Life ‘exciting’ at 102

  • Adele is shown in a warm embrace with friend Erin Parten. - Current photo by Tammy Cheek/other photo submitted

  • Photos of Adele Bossert at age 21 in 1943. Adele celebrated her 102nd birthday Wednesday July 3, at her home at Arbor Terrace senior living in West Knoxville. - Current photo by Tammy Cheek/other photo submitted

Two years ago, Arbor Terrace assisted living resident Adele Bossert passed the centennial milestone and carries on after reaching her 102nd birthday on Wednesday, July 3.

“It’s kind of exciting,” she said. “I love all the complements I get for being 102, such as she’s ‘awesome’ and ‘You don’t look 102.’”

About reaching that mark, “I have been blessed by God all my years,” Adele said. “I’ve had very good health. He’s blessed me in so many ways.”

To live 102 years, “first, you have to believe in God and ask for many blessings, and He’ll give them to you if you truly believe,” she said.

Adele also attributes exercise to her longevity.

“Doing the exercises I did at a young age … exercise does help,” she added.

Adele was born in 1922 to William and Ida Maetten Hoener in St. Louis, the youngest of four daughters, of which the other three were Dorothy, Vera and Edith.

“We lived in the city, what was called Hyde Park District” in my grandparents’ house, she recalled. “We had five families living in one house.

“They just called them family flats,” Adele added.

“I lived through the Depression. I was about 8 when the Depression started.

Although, “We were not rich, we were well enough during that time,” Adele recalled. “My parents and sister (Dorothy) worked, so we weren’t on welfare or any government programs. We were able to support ourselves.

“It was a different world,” she added. “If you had any amount of money at all, you could buy fruit. If you’d be on food stamps, you were limited to what you could buy.”

Her father was a truck driver for a laundry business before he opened his own laundry business.

“He was an entrepreneur who could figure things out,” Adele said.

Tragedy struck the family when Vera, the second oldest child at age 1, was run over by a truck and killed. Adele was 7.

“When I was 8, my oldest sister (Dorothy) got meningitis, and she passed away,” she said. Edith, who was 13 when Adele was 8, lived to be 84. She died in 2004.

Adele was 16 and had a bicycle when she met her future husband, Ted Bossert, whose family owned a bicycle shop two stores up from her father’s business.

She remembered the St. Louis Cycling Boys all rode to the bicycle shop. Ted, whom she described as ‘handsome,” was a member of that club.

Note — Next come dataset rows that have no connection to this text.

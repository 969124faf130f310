use std::collections::BTreeMap;

use metering_core::{Decimal, MeterRecord, Observation, Subject, TimeWindow, Timestamp, Unit};
use sqlx::{postgres::PgPool, Postgres, QueryBuilder};
use time::OffsetDateTime;

use super::{RecordStore, StoreError, SubjectKey};

/// One row per observation; a record is the set of rows sharing `record_id`.
pub const SCHEMA_SQL: &str = r#"
CREATE TABLE IF NOT EXISTS meter_observations (
    ts TIMESTAMP,
    record_id SYMBOL,
    position INT,
    workspace_id SYMBOL,
    universe_id SYMBOL,
    subject SYMBOL,
    unit SYMBOL,
    quantity STRING,
    window_start TIMESTAMP,
    window_end TIMESTAMP,
    dimensions STRING,
    source_event_id STRING,
    metered_at TIMESTAMP
) TIMESTAMP(ts) PARTITION BY DAY WAL
DEDUP UPSERT KEYS(ts, record_id, position)
"#;

const SELECT_COLUMNS: &str = r#"
    SELECT
        ts,
        record_id,
        position,
        workspace_id,
        universe_id,
        subject,
        unit,
        quantity,
        window_start,
        window_end,
        dimensions,
        source_event_id,
        metered_at
    FROM meter_observations
"#;

#[derive(Debug, Clone, sqlx::FromRow)]
struct ObservationRow {
    ts: OffsetDateTime,
    record_id: String,
    position: i32,
    workspace_id: String,
    universe_id: String,
    subject: String,
    unit: String,
    quantity: String,
    window_start: OffsetDateTime,
    window_end: OffsetDateTime,
    dimensions: String,
    source_event_id: String,
    metered_at: OffsetDateTime,
}

#[derive(Debug, Clone, sqlx::FromRow)]
struct SubjectRow {
    workspace_id: String,
    universe_id: String,
    subject: String,
}

/// Insert every observation of `records` in a single statement.
pub async fn insert_records<'a, I>(pool: &PgPool, records: I) -> Result<u64, StoreError>
where
    I: IntoIterator<Item = &'a MeterRecord>,
{
    let mut rows = Vec::new();
    for record in records {
        let dimensions =
            serde_json::to_string(&record.dimensions).map_err(|e| malformed(&record.id, e))?;
        for (position, observation) in record.observations().iter().enumerate() {
            rows.push((record, position as i32, observation, dimensions.clone()));
        }
    }
    if rows.is_empty() {
        return Ok(0);
    }

    let mut builder = QueryBuilder::<Postgres>::new(
        "INSERT INTO meter_observations (ts, record_id, position, workspace_id, universe_id, \
         subject, unit, quantity, window_start, window_end, dimensions, source_event_id, \
         metered_at) ",
    );
    builder.push("VALUES ");
    builder.push_values(&rows, |mut b, (record, position, observation, dimensions)| {
        b.push_bind(record.observed_at.as_offset())
            .push_bind(&record.id)
            .push_bind(*position)
            .push_bind(&record.workspace_id)
            .push_bind(&record.universe_id)
            .push_bind(record.subject.as_str())
            .push_bind(observation.unit.as_str())
            .push_bind(observation.quantity.to_string())
            .push_bind(observation.window.start().as_offset())
            .push_bind(observation.window.end().as_offset())
            .push_bind(dimensions)
            .push_bind(&record.source_event_id)
            .push_bind(record.metered_at.as_offset());
    });

    let result = builder.build().execute(pool).await?;
    Ok(result.rows_affected())
}

fn malformed(record_id: &str, reason: impl ToString) -> StoreError {
    StoreError::Malformed {
        record_id: record_id.to_string(),
        reason: reason.to_string(),
    }
}

fn row_to_observation(row: &ObservationRow) -> Result<Observation, StoreError> {
    let start = Timestamp::new(row.window_start).map_err(|e| malformed(&row.record_id, e))?;
    let end = Timestamp::new(row.window_end).map_err(|e| malformed(&row.record_id, e))?;
    Ok(Observation {
        quantity: Decimal::parse(&row.quantity).map_err(|e| malformed(&row.record_id, e))?,
        unit: Unit::new(row.unit.clone()).map_err(|e| malformed(&row.record_id, e))?,
        window: TimeWindow::new(start, end).map_err(|e| malformed(&row.record_id, e))?,
    })
}

/// Fold rows (ordered by record, then position) back into records.
fn fold_rows(rows: Vec<ObservationRow>) -> Result<Vec<MeterRecord>, StoreError> {
    let mut grouped: Vec<(ObservationRow, Vec<Observation>)> = Vec::new();
    for row in rows {
        let observation = row_to_observation(&row)?;
        match grouped.last_mut() {
            Some((head, observations)) if head.record_id == row.record_id => {
                observations.push(observation)
            }
            _ => grouped.push((row, vec![observation])),
        }
    }

    grouped
        .into_iter()
        .map(|(head, observations)| {
            let id = &head.record_id;
            let subject = Subject::new(head.subject.clone()).map_err(|e| malformed(id, e))?;
            let dimensions: BTreeMap<String, String> =
                serde_json::from_str(&head.dimensions).map_err(|e| malformed(id, e))?;
            let observed_at = Timestamp::new(head.ts).map_err(|e| malformed(id, e))?;
            let metered_at = Timestamp::new(head.metered_at).map_err(|e| malformed(id, e))?;

            MeterRecord::builder(id.clone(), head.workspace_id, head.universe_id, subject)
                .observed_at(observed_at)
                .observations(observations)
                .dimensions(dimensions)
                .source_event_id(head.source_event_id)
                .metered_at(metered_at)
                .build()
                .map_err(|e| malformed(id, e))
        })
        .collect()
}

/// Record store over QuestDB's Postgres wire endpoint.
pub struct QuestDbRecordStore {
    pool: PgPool,
}

impl QuestDbRecordStore {
    pub fn new(pool: PgPool) -> Self {
        Self { pool }
    }

    pub async fn ensure_schema(&self) -> Result<(), StoreError> {
        sqlx::query(SCHEMA_SQL).execute(&self.pool).await?;
        Ok(())
    }

    async fn load_record(
        &self,
        record_id: &str,
        observed_at: OffsetDateTime,
    ) -> Result<Option<MeterRecord>, StoreError> {
        let sql = format!("{SELECT_COLUMNS} WHERE record_id = $1 AND ts = $2 ORDER BY position");
        let rows = sqlx::query_as::<_, ObservationRow>(&sql)
            .bind(record_id)
            .bind(observed_at)
            .fetch_all(&self.pool)
            .await?;
        Ok(fold_rows(rows)?.into_iter().next())
    }
}

#[async_trait::async_trait]
impl RecordStore for QuestDbRecordStore {
    async fn upsert(&self, records: &[MeterRecord]) -> Result<(), StoreError> {
        insert_records(&self.pool, records).await.map(|_| ())
    }

    async fn subjects(&self) -> Result<Vec<SubjectKey>, StoreError> {
        let rows = sqlx::query_as::<_, SubjectRow>(
            r#"
            SELECT DISTINCT workspace_id, universe_id, subject
            FROM meter_observations
            ORDER BY workspace_id, universe_id, subject
            "#,
        )
        .fetch_all(&self.pool)
        .await?;

        rows.into_iter()
            .map(|row| {
                let subject =
                    Subject::new(row.subject.clone()).map_err(|e| malformed(&row.subject, e))?;
                Ok(SubjectKey {
                    workspace_id: row.workspace_id,
                    universe_id: row.universe_id,
                    subject,
                })
            })
            .collect()
    }

    async fn records_in_window(

        &self,

        key: &SubjectKey,

        window: &TimeWindow,

    ) -> Result<Vec<MeterRecord>, StoreError> {
        let sql = format!(
            "{SELECT_COLUMNS}
            WHERE workspace_id = $1
              AND universe_id = $2
              AND subject = $3
              AND ts >= $4
              AND ts <  $5
            ORDER BY ts, record_id, position"
        );
        let rows = sqlx::query_as::<_, ObservationRow>(&sql)
            .bind(&key.workspace_id)
            .bind(&key.universe_id)
            .bind(key.subject.as_str())
            .bind(window.start().as_offset())
            .bind(window.end().as_offset())
            .fetch_all(&self.pool)
            .await?;

        fold_rows(rows)
    }

    async fn last_before(

        &self,

        key: &SubjectKey,

        before: Timestamp,

    ) -> Result<Option<MeterRecord>, StoreError> {
        // Find the latest record first, then load all of its observations.
        let latest: Option<(String, OffsetDateTime)> = sqlx::query_as(
            r#"
            SELECT record_id, ts
            FROM meter_observations
            WHERE workspace_id = $1
              AND universe_id = $2
              AND subject = $3
              AND ts < $4
            ORDER BY ts DESC, metered_at DESC, record_id DESC
            LIMIT 1
            "#,
        )
        .bind(&key.workspace_id)
        .bind(&key.universe_id)
        .bind(key.subject.as_str())
        .bind(before.as_offset())
        .fetch_optional(&self.pool)
        .await?;

        match latest {
            Some((record_id, ts)) => self.load_record(&record_id, ts).await,
            None => Ok(None),
        }
    }
}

“I got to riding, and they had a track in St. Louis — Forest Park — where the boys would race,” Adele recalled. “I would come every night to this bicycle shop, and we’d ride out about 30 miles and back. My mother wouldn’t let me go unless the wife of the bicycle shop owner rode with me.”

Adele was not allowed to date when she was 16, but “by the time I was 17 or 18, I was pretty much dating,” she said. “They had cars, but my mother and daddy would not let me ride in a car.”

They had to park the car in front of her parents’ house while the couple took the streetcars on the date.

“They had streetcars on tracks that went all over St. Louis,” she said. “They didn’t have buses, but they did get them later.

“By the time, we could ride in a car, (Ted) kissed me,” Adele added with a laugh. “I loved him.”

“We hadn’t thought much about marriage, but he did give me an engagement ring on Valentine’s Day in 1942.”

However, when Ted got his draft notice to go into the Army, “on Jan. 1, we decided we better get married.,” she said.

Adele was 21 when she married Ted Bossert, who was 27, on Dec. 12, 1942. He reported to the Army Jan. 15. “I was a war bride,” she said. “He was sent to Frisco, California.